Personal information
- National team: Philippines
- Born: November 17, 1967 (age 58)

Sport
- Sport: Swimming
- Strokes: Breaststroke

Medal record
Men's swimming
Representing Philippines
Southeast Asian Games
| Gold medal – first place | 1991 Manila | 200 m breaststroke |
| Bronze medal – third place | 1993 Jakarta | 100 m breaststroke |
| Bronze medal – third place | 1991 Manila | 100 m breaststroke |
| Bronze medal – third place | 1987 Jakarta | 200 m breaststroke |
| Bronze medal – third place | 1987 Jakarta | 100 m breaststroke |

= Lee Concepcion =

Filipino swimmer

Lee Patrick Concepcion (born November 17, 1967) is a Filipino swimmer who has participated at the Summer Olympic Games.

==Education==
Concepcion graduated from his elementary studies at La Salle Greenhills. He studied at the high school department of the same school as a prep freshman before moving to Serra High School in San Mateo, California in the United States in 1982. For his collegiate studies, he attended the University of California-Berkeley where he attained a degree in political science in 1990. In 2004, he earned a master's degree in leadership ministry at the Victory Leadership Institute in Global City.

==Swimming career==
Concepcion's mother taught him how to swim when he was five. His first tournament was a novice meet at the Rizal Memorial Sports Complex in October 1975 where he finished first, second, and third in three separate events. He began to pursue to participate at the Olympics after watching the 1976 Summer Olympics and was encouraged by his father. He began to finish well in ASEAN age group competitions in 1978. He finished fourth in the 10-and-under 50 meter breaststroke in that year.

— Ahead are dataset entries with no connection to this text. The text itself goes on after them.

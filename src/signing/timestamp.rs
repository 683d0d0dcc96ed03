//! Millisecond epoch timestamps carried in the timestamp header.

// self
use crate::_prelude::*;

/// Milliseconds since the Unix epoch, as signed and sent.
#[derive(Clone, Copy, Debug, PartialEq, Eq, PartialOrd, Ord, Hash, Serialize, Deserialize)]
#[serde(transparent)]
pub struct Timestamp(i64);
impl Timestamp {
	/// Wraps a raw millisecond value.
	pub const fn from_millis(millis: i64) -> Self {
		Self(millis)
	}

	/// Captures the current wall-clock time.
	pub fn now() -> Self {
		Self::from_datetime(OffsetDateTime::now_utc())
	}

	/// Converts a calendar instant, saturating outside the `i64` millisecond range.
	pub fn from_datetime(instant: OffsetDateTime) -> Self {
		let millis = instant.unix_timestamp_nanos() / 1_000_000;

		Self(i64::try_from(millis).unwrap_or(if millis < 0 { i64::MIN } else { i64::MAX }))
	}

	/// Returns the raw millisecond value.
	pub const fn as_millis(self) -> i64 {
		self.0
	}

	/// Absolute distance to `other` in milliseconds.
	pub fn skew_from(self, other: Self) -> u64 {
		self.0.abs_diff(other.0)
	}

	/// Shifts the timestamp by `offset`, saturating at the representable bounds.
	pub fn saturating_add(self, offset: Duration) -> Self {
		let delta = i64::try_from(offset.whole_milliseconds()).unwrap_or(if offset.is_negative() {
			i64::MIN
		} else {
			i64::MAX
		});

		Self(self.0.saturating_add(delta))
	}
}
impl Display for Timestamp {
	fn fmt(&self, f: &mut Formatter) -> FmtResult {
		Display::fmt(&self.0, f)
	}
}
impl FromStr for Timestamp {
	type Err = TimestampError;

	/// Accepts only the canonical decimal form produced by [`Display`], so the value that gets
	/// verified is byte-for-byte the header that was received.
	fn from_str(s: &str) -> Result<Self, Self::Err> {
		let millis = s.parse::<i64>().map_err(|_| TimestampError::NotDecimal)?;

		if millis.to_string() != s {
			return Err(TimestampError::NonCanonical);
		}

		Ok(Self(millis))
	}
}

/// Error returned when a timestamp header cannot be parsed.
#[derive(Clone, Debug, PartialEq, Eq, ThisError)]
pub enum TimestampError {
	/// The value is not a decimal integer in the `i64` range.
	#[error("Timestamp must be decimal milliseconds.")]
	NotDecimal,
	/// The value carries a sign prefix or leading zeros.
	#[error("Timestamp must not carry a sign prefix or leading zeros.")]
	NonCanonical,
}
impl From<OffsetDateTime> for Timestamp {
	fn from(value: OffsetDateTime) -> Self {
		Self::from_datetime(value)
	}
}
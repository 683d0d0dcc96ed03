//! Verification of signed requests: signature recomputation, clock-skew window, and replay
//! cache.

pub mod replay;
pub mod verifier;

pub use replay::*;
pub use verifier::*;

// self
use crate::{_prelude::*, signing::RequestError};

/// Reasons a received request is rejected.
#[derive(Clone, Debug, PartialEq, Eq, ThisError)]
pub enum VerifyError {
	/// The request timestamp lies outside the replay window.
	#[error("Request timestamp is {skew_ms} ms away from now; tolerance is {tolerance_ms} ms.")]
	Stale {
		/// Absolute distance between the request timestamp and now.
		skew_ms: u64,
		/// Configured tolerance.
		tolerance_ms: u64,
	},
	/// The signature does not match the recomputed digest.
	#[error("Signature does not match the request.")]
	SignatureMismatch,
	/// The signature is not a 64-digit hex string.
	#[error("Signature is malformed.")]
	MalformedSignature,
	/// The nonce was already accepted inside the replay window.
	#[error("Nonce has already been used.")]
	Replayed,
	/// The replay cache is full; the request is refused rather than left unchecked.
	#[error("Replay cache is at capacity.")]
	ReplayCacheFull,
	/// The client header is missing or names a different caller.
	#[error("Client header does not match the expected caller.")]
	ClientMismatch,
	/// A required authentication header is absent.
	#[error("Header `{name}` is missing.")]
	MissingHeader {
		/// Header name.
		name: &'static str,
	},
	/// An authentication header cannot be parsed.
	#[error("Header `{name}` is malformed.")]
	MalformedHeader {
		/// Header name.
		name: &'static str,
	},
	/// The received method or path cannot form a signing message.
	#[error(transparent)]
	InvalidRequest(#[from] RequestError),
}
impl VerifyError {
	/// Returns a stable label suitable for metric fields.
	pub const fn label(&self) -> &'static str {
		match self {
			Self::Stale { .. } => "stale",
			Self::SignatureMismatch => "signature_mismatch",
			Self::MalformedSignature => "malformed_signature",
			Self::Replayed => "replayed",
			Self::ReplayCacheFull => "replay_cache_full",
			Self::ClientMismatch => "client_mismatch",
			Self::MissingHeader { .. } => "missing_header",
			Self::MalformedHeader { .. } => "malformed_header",
			Self::InvalidRequest(_) => "invalid_request",
		}
	}
}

Concepcion held the national record in the 200-meter breaststroke from 1988 to 2004. He participated at the 1985 Southeast Asian Games and 1991 edition where he garnered medals. He participated at the 100-meter and 200-meter breaststroke events at the 1988 Summer Olympics and at the 100-meter and 200-meter breaststroke and the 4x100 medley relay events at the 1992 edition of the Games.

==Post-retirement==
He has been a pastor of Victory since 2002. Concepcion served as pastor of Victory Ortigas, Victory Greenhills, and at Victory Pioneer.